Domestic Drivers of Turkey’s Democratic Transformation
Tuesday, April 16, 2013 12:00pm – 1:30pm
Speaker: Sener Akturk (Koc University) Moderator: Kadir Ustun (SETA DC)
Turkey’s democratization process over the past decade has been the subject of much debate. Many studies identify external dynamics such as Turkey’s EU membership negotiations as main drivers of democratic progress. Internal dynamics that made possible various democratic initiatives, such as the reforms allowing for much broader ethnic, linguistic, and religious minority rights, however, remain underappreciated. As the country seeks to consolidate its democracy through a new civilian constitution, lessons from the past decade will be critical to identify contours of democratic change in Turkey.
On April 16, 2013, the Young Scholars on Turkey (YSOT) Program will host a discussion on the domestic drivers of Turkey’s democratic transformation. The panel will feature Sener Akturk, Assistant Professor at Koc University in Istanbul, author of a new book, Regimes of Ethnicity and Nationhood in Germany, Russia, and Turkey, recently published by Cambridge University Press. Kadir Ustun, Research Director at SETA DC, will moderate the discussion.
Light lunch will be provided.
Biographies
Sener Akturk is an Assistant Professor at Koç University in Istanbul. He holds degrees from the University of Chicago (BA, MA) and the University of California, Berkeley (MA, PhD). He has spent extended periods in Vienna, Berlin, and Moscow for language study and doctoral research. Prior to his current appointment, he was a postdoctoral Fellow at the Davis Center for Russian and Eurasian Studies and a visiting lecturer in the Department of Government at Harvard University. He is a recipient of a Marie Curie International Reintegration Grant from the European Commission. He has published more than thirty articles in international and national refereed academic journals, including World Politics, Post-Soviet Affairs, European Journal of Sociology, Middle Eastern Studies, Nationalities Papers, Ab Imperio, Turkish Studies, Insight Turkey, and Theoria. He has authored chapters in various edited books published in Turkey, Russia, Hungary and the United States. He is the author of Regimes of Ethnicity and Nationhood in Germany, Russia, and Turkey, published by Cambridge University Press.

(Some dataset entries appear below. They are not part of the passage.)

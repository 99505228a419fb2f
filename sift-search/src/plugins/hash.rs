//! Direct-invocation plugin computing hex digests.

use async_trait::async_trait;
use serde::Deserialize;
use sha2::{Digest, Sha256, Sha512};

use super::{Plugin, PluginCapability};
use crate::error::{Result, SearchError};

/// Options: `{"text": "...", "algorithm": "sha256" | "sha512"}`.
/// Returns `{"algorithm": ..., "digest": "<hex>"}`.
#[derive(Debug, Clone, Copy, Default)]
pub struct HashPlugin;

#[derive(Deserialize)]
struct HashOptions {
    text: String,
    #[serde(default = "default_algorithm")]
    algorithm: String,
}

fn default_algorithm() -> String {
    "sha256".to_string()
}

#[async_trait]
impl Plugin for HashPlugin {
    fn capabilities(&self) -> &'static [PluginCapability] {
        &[PluginCapability::Invoke]
    }

    async fn invoke(&self, options: serde_json::Value) -> Result<serde_json::Value> {
        let options: HashOptions = serde_json::from_value(options)
            .map_err(|e| SearchError::PluginOptions(format!("hash: {e}")))?;

        let algorithm = options.algorithm.to_lowercase();
        let digest = match algorithm.as_str() {
            "sha256" => format!("{:x}", Sha256::digest(options.text.as_bytes())),
            "sha512" => format!("{:x}", Sha512::digest(options.text.as_bytes())),
            other => {
                return Err(SearchError::PluginOptions(format!(
                    "hash: unsupported algorithm {other}"
                )))
            }
        };

        Ok(serde_json::json!({ "algorithm": algorithm, "digest": digest }))
    }
}
//! Search orchestrator: concurrent fan-out, fusion, scoring, autocomplete.
//!
//! This module fans queries out to every capable engine concurrently,
//! merges results by normalised URL with weighted position-decay scoring,
//! arbitrates answers and sidebars by engine weight, and ranks suggestions
//! and completions by accumulated weight.

pub mod autocomplete;
pub mod dispatch;
pub mod fusion;
pub mod scoring;
pub mod url_normalize;
//! Debug-mode summary of how long each engine took.

use async_trait::async_trait;

use super::{Plugin, PluginCapability};
use crate::types::FusionOutput;

/// When the request asked for debug output, writes
/// `plugins.engine_timings = {engine: elapsed_ms}` for every timed engine.
#[derive(Debug, Clone, Copy, Default)]
pub struct EngineTimingsPlugin;

#[async_trait]
impl Plugin for EngineTimingsPlugin {
    fn capabilities(&self) -> &'static [PluginCapability] {
        &[PluginCapability::Transform]
    }

    async fn transform(&self, mut output: FusionOutput) -> FusionOutput {
        if !output.debug {
            return output;
        }
        let timings: serde_json::Map<String, serde_json::Value> = output
            .engines
            .iter()
            .filter_map(|report| {
                report
                    .elapsed_ms
                    .map(|ms| (report.engine.clone(), serde_json::json!(ms)))
            })
            .collect();
        output
            .plugins
            .insert("engine_timings".into(), serde_json::Value::Object(timings));
        output
    }
}
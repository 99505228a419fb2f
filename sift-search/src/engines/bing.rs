//! Bing connector.
//!
//! Bing sometimes wraps result links in `bing.com/ck/a` click-tracking
//! redirects whose `u` parameter carries the target as `a1` + base64url;
//! those are unwrapped before the result is reported.

use std::sync::Arc;

use async_trait::async_trait;
use base64::Engine as _;
use scraper::Html;
use url::Url;

use super::{element_text, selector};
use crate::config::SearchConfig;
use crate::engine::{Capabilities, Connector};
use crate::error::SearchError;
use crate::http;
use crate::types::{EngineResponse, RawResult, RequestOptions};

/// Registered name.
pub const NAME: &str = "bing";

/// Factory used by the built-in registration list.
pub fn connector(config: &SearchConfig) -> Arc<dyn Connector> {
    Arc::new(BingConnector::new(config.clone()))
}

/// Bing HTML search scraper. Search only; weighted below the others since
/// its index overlaps heavily with theirs.
pub struct BingConnector {
    config: SearchConfig,
}

impl BingConnector {
    /// Create a connector using `config` for timeouts and safe search.
    pub fn new(config: SearchConfig) -> Self {
        Self { config }
    }
}

#[async_trait]
impl Connector for BingConnector {
    fn capabilities(&self) -> Capabilities {
        Capabilities::SEARCH
    }

    fn weight(&self) -> f64 {
        0.8
    }

    async fn search(
        &self,
        query: &str,
        _options: RequestOptions,
    ) -> Result<EngineResponse, SearchError> {
        tracing::trace!(query, "Bing search");

        let client = http::build_client(&self.config)?;
        let safe_search = if self.config.safe_search { "Strict" } else { "Off" };

        let request = client
            .get("https://www.bing.com/search")
            .query(&[("q", query), ("setlang", "en"), ("safeSearch", safe_search)])
            .header("Accept", "text/html,application/xhtml+xml")
            .header("Accept-Language", "en-US,en;q=0.9");
        let html = http::fetch_text("Bing", request).await?;

        parse_bing_html(&html, self.config.max_results)
    }
}

/// Resolve a `bing.com/ck/a?...&u=a1<base64url>` link to its target.
/// Other links are returned unchanged; undecodable redirects yield `None`.
fn resolve_link(href: &str) -> Option<String> {
    let Ok(parsed) = Url::parse(href) else {
        return Some(href.to_string());
    };
    let is_redirect = parsed
        .host_str()
        .is_some_and(|host| host.ends_with("bing.com"))
        && parsed.path().starts_with("/ck/a");
    if !is_redirect {
        return Some(href.to_string());
    }

    let encoded = parsed
        .query_pairs()
        .find(|(key, _)| key == "u")
        .map(|(_, value)| value.into_owned())?;
    let payload = encoded.strip_prefix("a1")?.trim_end_matches('=');
    let bytes = base64::engine::general_purpose::URL_SAFE_NO_PAD
        .decode(payload)
        .ok()?;
    String::from_utf8(bytes).ok()
}

/// Parse a Bing results page.
pub(crate) fn parse_bing_html(
    html: &str,
    max_results: usize,
) -> Result<EngineResponse, SearchError> {
    let document = Html::parse_document(html);

    let result_sel = selector("li.b_algo")?;
    let link_sel = selector("h2 a")?;
    let snippet_sel = selector(".b_caption p, .b_lineclamp2")?;
    let requery_sel = selector("#sp_requery a, #sp_recourse a")?;

    let mut results = Vec::new();

    for element in document.select(&result_sel) {
        let Some(link) = element.select(&link_sel).next() else {
            continue;
        };
        let title = element_text(link);
        if title.is_empty() {
            continue;
        }
        let Some(url) = link
            .value()
            .attr("href")
            .filter(|h| !h.is_empty())
            .and_then(resolve_link)
        else {
            continue;
        };
        let content = element
            .select(&snippet_sel)
            .next()
            .map(element_text)
            .unwrap_or_default();

        results.push(RawResult::new(url, title, content, results.len() + 1));
        if results.len() >= max_results {
            break;
        }
    }

    // "Including results for <x>" / "Do you want results only for <y>?"
    let suggestion = document
        .select(&requery_sel)
        .next()
        .map(element_text)
        .filter(|s| !s.is_empty());

    tracing::debug!(count = results.len(), "Bing results parsed");
    Ok(EngineResponse {
        results,
        suggestion,
        ..Default::default()
    })
}
//! Post-processing plugins.
//!
//! A plugin advertises a closed set of [`PluginCapability`] tags. The
//! [`PluginChain`] runs every `Transform` plugin in registration order,
//! each one receiving the output the previous one returned, and routes
//! direct invocations to plugins tagged `Invoke`.

pub mod engine_timings;
pub mod hash;
pub mod truncate;

use std::collections::HashMap;
use std::sync::Arc;

use async_trait::async_trait;

use crate::config::SearchConfig;
use crate::error::{Result, SearchError};
use crate::types::FusionOutput;

pub use engine_timings::EngineTimingsPlugin;
pub use hash::HashPlugin;
pub use truncate::TruncatePlugin;

/// What a plugin can be used for.
#[derive(Debug, Clone, Copy, PartialEq, Eq, Hash)]
pub enum PluginCapability {
    /// Rewrites the fused output inside the search pipeline.
    Transform,
    /// Runs on demand, outside the pipeline, with caller-supplied options.
    Invoke,
}

/// A post-processing stage.
///
/// Only the methods matching the advertised capabilities are ever called.
#[async_trait]
pub trait Plugin: Send + Sync {
    /// Capability tags this plugin supports.
    fn capabilities(&self) -> &'static [PluginCapability];

    /// Return a (possibly modified) replacement for `output`.
    async fn transform(&self, output: FusionOutput) -> FusionOutput {
        output
    }

    /// Run the plugin directly.
    ///
    /// # Errors
    ///
    /// Implementation specific; typically [`SearchError::PluginOptions`].
    async fn invoke(&self, options: serde_json::Value) -> Result<serde_json::Value> {
        let _ = options;
        Err(SearchError::Unsupported("plugin invocation".into()))
    }
}

struct RegisteredPlugin {
    name: String,
    plugin: Arc<dyn Plugin>,
}

impl RegisteredPlugin {
    fn supports(&self, capability: PluginCapability) -> bool {
        self.plugin.capabilities().contains(&capability)
    }
}

/// Ordered plugin registry.
#[derive(Default)]
pub struct PluginChain {
    plugins: Vec<RegisteredPlugin>,
    index: HashMap<String, usize>,
}

impl PluginChain {
    /// An empty chain.
    pub fn new() -> Self {
        Self::default()
    }

    /// Append `plugin` under `name`.
    ///
    /// # Errors
    ///
    /// Returns [`SearchError::DuplicatePlugin`] if the name is taken.
    pub fn register(&mut self, name: impl Into<String>, plugin: Arc<dyn Plugin>) -> Result<()> {
        let name = name.into();
        if self.index.contains_key(&name) {
            return Err(SearchError::DuplicatePlugin(name));
        }
        self.index.insert(name.clone(), self.plugins.len());
        self.plugins.push(RegisteredPlugin { name, plugin });
        Ok(())
    }

    /// Names in registration order.
    pub fn names(&self) -> Vec<&str> {
        self.plugins.iter().map(|p| p.name.as_str()).collect()
    }

    /// Run every transform plugin in order, feeding each the previous
    /// plugin's result.
    pub async fn apply(&self, mut output: FusionOutput) -> FusionOutput {
        for registered in &self.plugins {
            if !registered.supports(PluginCapability::Transform) {
                continue;
            }
            tracing::trace!(plugin = %registered.name, "applying plugin");
            output = registered.plugin.transform(output).await;
        }
        output
    }

    /// Call the named plugin directly, bypassing the pipeline.
    ///
    /// # Errors
    ///
    /// Returns [`SearchError::UnknownPlugin`] if no plugin has that name or
    /// it does not support direct invocation; otherwise whatever the plugin
    /// returns.
    pub async fn invoke(&self, name: &str, options: serde_json::Value) -> Result<serde_json::Value> {
        let registered = self
            .index
            .get(name)
            .map(|&i| &self.plugins[i])
            .filter(|p| p.supports(PluginCapability::Invoke))
            .ok_or_else(|| SearchError::UnknownPlugin(name.to_string()))?;
        registered.plugin.invoke(options).await
    }
}

/// The built-in plugins, in pipeline order.
///
/// # Errors
///
/// Only fails on a name clash, which would be a programming error.
pub fn builtin_plugins(config: &SearchConfig) -> Result<PluginChain> {
    let mut chain = PluginChain::new();
    chain.register("engine_timings", Arc::new(EngineTimingsPlugin))?;
    chain.register("truncate", Arc::new(TruncatePlugin::new(config.max_results)))?;
    chain.register("hash", Arc::new(HashPlugin))?;
    Ok(chain)
}
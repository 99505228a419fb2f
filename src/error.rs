//! Error types for the sift host.

/// Top-level error type for the host process.
#[derive(Debug, thiserror::Error)]
pub enum SiftError {
    /// Configuration file could not be parsed or serialised.
    #[error("config error: {0}")]
    Config(String),

    /// The stdio protocol channel failed.
    #[error("protocol error: {0}")]
    Protocol(String),

    /// I/O error.
    #[error("I/O error: {0}")]
    Io(#[from] std::io::Error),

    /// Error from the metasearch core.
    #[error(transparent)]
    Search(#[from] sift_search::SearchError),
}

/// Convenience alias for host results.
pub type Result<T> = std::result::Result<T, SiftError>;
//! Concurrent fan-out to every capable engine.
//!
//! Each connector call runs under its own timeout and panic guard, so a
//! slow, failing or crashing provider only loses its own contribution.
//! Replies come back in registry order regardless of completion order.

use std::any::Any;
use std::future::Future;
use std::panic::AssertUnwindSafe;
use std::sync::Arc;
use std::time::{Duration, Instant};

use futures::FutureExt;

use crate::engine::Engine;
use crate::error::SearchError;
use crate::registry::EngineRegistry;
use crate::types::{EngineResponse, RequestOptions};

/// The outcome of one connector call.
#[derive(Debug)]
pub struct EngineReply<T> {
    /// The engine that was called.
    pub engine: Arc<Engine>,
    /// What it returned, or why it produced nothing.
    pub outcome: Result<T, SearchError>,
    /// Call duration, measured only when timing was requested.
    pub elapsed_ms: Option<u64>,
}

/// Query every search-capable engine concurrently.
///
/// Never fails as a whole: each engine's failure or timeout is captured in
/// its own [`EngineReply::outcome`]. In debug mode every call is timed and
/// the duration is attached to the successful response as well.
pub async fn dispatch_search(
    registry: &EngineRegistry,
    query: &str,
    options: RequestOptions,
    timeout: Duration,
) -> Vec<EngineReply<EngineResponse>> {
    tracing::trace!(query, "dispatching search");

    let calls = registry
        .all()
        .iter()
        .filter(|engine| engine.capabilities().search)
        .map(|engine| async move {
            let started = options.debug.then(Instant::now);
            let outcome =
                call_isolated(engine, timeout, engine.connector().search(query, options)).await;
            let elapsed_ms = started.map(elapsed_millis);

            if let Some(ms) = elapsed_ms {
                tracing::debug!(engine = engine.name(), elapsed_ms = ms, "engine timing");
            }

            let outcome = outcome.map(|mut response| {
                response.engine = engine.name().to_string();
                response.elapsed_ms = elapsed_ms;
                response
            });

            EngineReply {
                engine: Arc::clone(engine),
                outcome,
                elapsed_ms,
            }
        });

    futures::future::join_all(calls).await
}

/// Query every autocomplete-capable engine concurrently.
///
/// A blank `partial_query` returns immediately without calling any engine.
pub async fn dispatch_autocomplete(
    registry: &EngineRegistry,
    partial_query: &str,
    timeout: Duration,
) -> Vec<EngineReply<Vec<String>>> {
    if partial_query.trim().is_empty() {
        return Vec::new();
    }
    tracing::trace!(partial_query, "dispatching autocomplete");

    let calls = registry
        .all()
        .iter()
        .filter(|engine| engine.capabilities().autocomplete)
        .map(|engine| async move {
            let outcome = call_isolated(
                engine,
                timeout,
                engine.connector().autocomplete(partial_query),
            )
            .await;
            EngineReply {
                engine: Arc::clone(engine),
                outcome,
                elapsed_ms: None,
            }
        });

    futures::future::join_all(calls).await
}

/// Await one connector call, converting timeouts and panics into errors.
async fn call_isolated<T, F>(engine: &Engine, timeout: Duration, call: F) -> Result<T, SearchError>
where
    F: Future<Output = Result<T, SearchError>>,
{
    let outcome = match tokio::time::timeout(timeout, AssertUnwindSafe(call).catch_unwind()).await
    {
        Ok(Ok(result)) => result,
        Ok(Err(panic)) => Err(SearchError::Engine {
            engine: engine.name().to_string(),
            message: format!("connector panicked: {}", panic_message(panic.as_ref())),
        }),
        Err(_) => Err(SearchError::Timeout(format!(
            "{} exceeded {}ms",
            engine.name(),
            timeout.as_millis()
        ))),
    };

    if let Err(ref err) = outcome {
        tracing::warn!(engine = engine.name(), error = %err, "engine query failed");
    }
    outcome
}

fn panic_message(payload: &(dyn Any + Send)) -> String {
    if let Some(s) = payload.downcast_ref::<&str>() {
        (*s).to_string()
    } else if let Some(s) = payload.downcast_ref::<String>() {
        s.clone()
    } else {
        "unknown panic payload".to_string()
    }
}

fn elapsed_millis(started: Instant) -> u64 {
    u64::try_from(started.elapsed().as_millis()).unwrap_or(u64::MAX)
}
//! Host configuration file.
//!
//! A single TOML file holding the metasearch settings under `[search]` and
//! an optional log filter:
//!
//! ```toml
//! log_filter = "sift=debug"
//!
//! [search]
//! timeout_ms = 5000
//! disabled_engines = ["bing"]
//!
//! [search.weights]
//! duckduckgo = 1.2
//! ```

use std::path::{Path, PathBuf};

use serde::{Deserialize, Serialize};
use sift_search::SearchConfig;

use crate::error::{Result, SiftError};

/// Everything the `sift` binary reads from its config file.
#[derive(Debug, Clone, Default, PartialEq, Serialize, Deserialize)]
#[serde(default)]
pub struct SiftConfig {
    /// `tracing` filter directive; `RUST_LOG` takes precedence.
    #[serde(skip_serializing_if = "Option::is_none")]
    pub log_filter: Option<String>,
    /// Metasearch core settings.
    pub search: SearchConfig,
}

impl SiftConfig {
    /// Load configuration from a TOML file.
    ///
    /// # Errors
    ///
    /// Returns an error if the file cannot be read, parsed, or holds
    /// invalid search settings.
    pub fn from_file(path: &Path) -> Result<Self> {
        let content = std::fs::read_to_string(path)?;
        let config: Self = toml::from_str(&content).map_err(|e| SiftError::Config(e.to_string()))?;
        config.search.validate()?;
        Ok(config)
    }

    /// Save configuration to a TOML file, creating parent directories as needed.
    ///
    /// # Errors
    ///
    /// Returns an error if the file cannot be written or the config cannot be serialized.
    pub fn save_to_file(&self, path: &Path) -> Result<()> {
        if let Some(parent) = path.parent() {
            std::fs::create_dir_all(parent)?;
        }
        let content = toml::to_string_pretty(self).map_err(|e| SiftError::Config(e.to_string()))?;
        std::fs::write(path, content)?;
        Ok(())
    }

    /// Load `path` if given, otherwise the default path when it exists,
    /// otherwise the built-in defaults.
    ///
    /// # Errors
    ///
    /// An explicitly named file must exist and parse; a broken file at the
    /// default path is also an error.
    pub fn load(path: Option<&Path>) -> Result<Self> {
        match path {
            Some(path) => Self::from_file(path),
            None => {
                let default = Self::default_config_path();
                if default.is_file() {
                    Self::from_file(&default)
                } else {
                    tracing::debug!(path = %default.display(), "no config file, using defaults");
                    Ok(Self::default())
                }
            }
        }
    }

    /// Returns the default config file path: `<config dir>/sift/config.toml`.
    pub fn default_config_path() -> PathBuf {
        dirs::config_dir()
            .unwrap_or_else(std::env::temp_dir)
            .join("sift")
            .join("config.toml")
    }
}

Kadir Ustun is the Research Director at the SETA Foundation at Washington, D.C. He also serves as an Assistant Editor of Insight Turkey, an academic journal published by the SETA Foundation. Mr. Ustun holds a master’s degree in History from Bilkent University and an M.Phil from Columbia University. He is currently pursuing a doctoral degree in Middle East and South Asian Studies at Columbia University. Mr. Ustun has taught courses on history, politics, culture, and art in the Islamic World as well as Western political thought at Columbia University and George Mason University. His research interests include civil-military relations, social and military modernization in the Middle East, US-Turkey relations, and Turkish foreign policy. Mr. Ustun has contributed to various SETA reports and his writings have appeared in Sabah Daily, insideIRAN.org, Al-Monitor.com, Al Jazeera English, Insight Turkey, and Cairo Review of Global Affairs. He is also co-editor of an edited volume – History, Politics and Foreign Policy in Turkey – published by the SETA Foundation.